Headaches related to the neck and arising from cervical musculoskeletal disorders are common. Conservative therapies are recommended as the first treatment of choice. Evidence for the effectiveness of manipulative therapy is inconclusive and available only for the short term. There is no evidence for exercise, and no study has investigated the effect of combined therapies for cervicogenic headache.
In patients with cervicogenic headache, manipulative therapy and a low load exercise regimen each reduced headache frequency and intensity more than no physical therapy. A combination of manipulative therapy and exercise was not better than each individual therapy for these outcomes.
200 participants who met the diagnostic criteria for cervicogenic headache were randomized into four groups: manipulative therapy group, exercise therapy group, combined therapy group, and a control group. The primary outcome was a change in headache frequency. Other outcomes included changes in headache intensity and duration, the Northwick Park Neck Pain Index, medication intake, and patient satisfaction. Physical outcomes included pain on neck movement, upper cervical joint tenderness, a craniocervical flexion muscle test, and a photographic measure of posture. The therapeutic exercise used low load endurance exercises to train muscle control of the neck and scapular region.
There were no differences in headache-related and demographic characteristics between the groups at baseline. The loss to follow-up evaluation was 3.5%. At the 12-month follow-up assessment, both manipulative therapy and specific exercise had significantly reduced headache frequency and intensity, and the neck pain and effects were maintained. The combined therapies was not significantly superior to either therapy alone, but 10% more patients gained relief with the combination.

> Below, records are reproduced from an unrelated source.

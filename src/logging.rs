//! Logging setup for the provider process.
//!
//! All logs go to **stderr**. Stdout belongs to the plugin handshake line and
//! anything else printed there breaks the host's connection attempt.
//!
//! The filter is taken from `RUST_LOG` when set. Otherwise the host's `TF_LOG`
//! level is honoured, so `TF_LOG=DEBUG terraform apply` shows provider debug
//! output alongside the host's.

use tracing_subscriber::{fmt, prelude::*, EnvFilter};

/// Environment variable the host uses to select its own log level.
pub const TF_LOG_ENV: &str = "TF_LOG";

/// Map a `TF_LOG` value onto a tracing filter directive.
///
/// `JSON` is the host's structured-trace mode and maps to `trace`. Unknown
/// values fall back to `None`.
pub fn tf_log_directive(value: &str) -> Option<&'static str> {
    match value.trim().to_ascii_uppercase().as_str() {
        "TRACE" | "JSON" => Some("trace"),
        "DEBUG" => Some("debug"),
        "INFO" => Some("info"),
        "WARN" => Some("warn"),
        "ERROR" => Some("error"),
        _ => None,
    }
}

fn resolve_filter(default_level: &str) -> EnvFilter {
    if let Ok(filter) = EnvFilter::try_from_default_env() {
        return filter;
    }
    let level = std::env::var(TF_LOG_ENV)
        .ok()
        .and_then(|v| tf_log_directive(&v))
        .unwrap_or(default_level);
    EnvFilter::new(level)
}

fn stderr_layer<S>() -> impl tracing_subscriber::Layer<S>
where
    S: tracing::Subscriber + for<'a> tracing_subscriber::registry::LookupSpan<'a>,
{
    fmt::layer()
        .with_writer(std::io::stderr)
        .with_target(true)
        .with_thread_ids(false)
        .with_file(false)
        .with_line_number(false)
}

/// Initialize the global subscriber with an `info` default.
///
/// # Panics
///
/// Panics if a global subscriber has already been set.
pub fn init_logging() {
    init_logging_with_default("info");
}

/// Initialize the global subscriber, using `default_level` when neither
/// `RUST_LOG` nor `TF_LOG` select a level.
///
/// # Panics
///
/// Panics if a global subscriber has already been set.
pub fn init_logging_with_default(default_level: &str) {
    tracing_subscriber::registry()
        .with(resolve_filter(default_level))
        .with(stderr_layer())
        .init();
}

#[cfg(test)]
mod tests {
    // The global subscriber can only be set once per process, so these
    // tests stick to filter parsing.

    use super::*;

    #[test]
    fn test_env_filter_parsing() {
        assert!(EnvFilter::try_new("info").is_ok());
        assert!(EnvFilter::try_new("terraform_provider_oci=debug").is_ok());
        assert!(EnvFilter::try_new("warn,terraform_provider_oci::waiter=trace").is_ok());
    }

    #[test]
    fn test_tf_log_directive() {
        assert_eq!(tf_log_directive("TRACE"), Some("trace"));
        assert_eq!(tf_log_directive("json"), Some("trace"));
        assert_eq!(tf_log_directive("Debug"), Some("debug"));
        assert_eq!(tf_log_directive(" WARN "), Some("warn"));
        assert_eq!(tf_log_directive("ERROR"), Some("error"));
        assert_eq!(tf_log_directive("verbose"), None);
        assert_eq!(tf_log_directive(""), None);
    }
}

Effect sizes were at least moderate and clinically relevant.
Commentary by Michael Yelland, MBBS, FRACGP
The study by Jull et al is the most rigorous attempt to date to assess the effects of physical therapies on the common clinical problem of cervicogenic headache. Its multicentre design, as well as some flexibility in the number and content of treatment sessions, increase the generalisability of the results to clinical practice. 12 month follow up adequately tested the durability of responses. Blinding was possible only for outcome assessment, but the success of this blinding was not reported.
The results indicate a superior effect of manipulative and exercise therapies used alone and in combination compared with a control condition. On balance, it seems that combined therapy offers slightly more than either therapy alone. The results are
consistent with a review, which showed that multimodal manual therapy, including exercise, is superior to certain physical medicine modalities, rest, and control treatments for cervicogenic headache.
It is impossible to determine the contribution of the non-specific effect of repeated contact with therapists. A course of 8–12 treatment sessions over a 6 week period was given to active treatment groups, but not to the control group. None the less, active treatments worked, and 2 active treatments worked a little better than one. No explanation for the limits on the number of treatment sessions was provided. Only 12–21% of patients in the active treatment groups sought additional treatment in the follow up period, suggesting that ≤ 12 treatments is sufficient. However, is < 8 treatments effective? A small trial of manipulation for cervicogenic headache showed significant improvements from baseline with 6 treatments, but these were not better than the active comparator of laser and deep friction massage; there was no non-intervention group.
Practising clinicians should take note of the trial’s selection criteria of unilateral or predominantly unilateral headache with neck pain and upper cervical tenderness to guide their selection of patients who may benefit from these treatments. Should there be
angst about the potential (small) risk of complications of cervical manipulation, exercise therapy alone would still be effective, or the manual therapy component could be limited to low velocity mobilisation.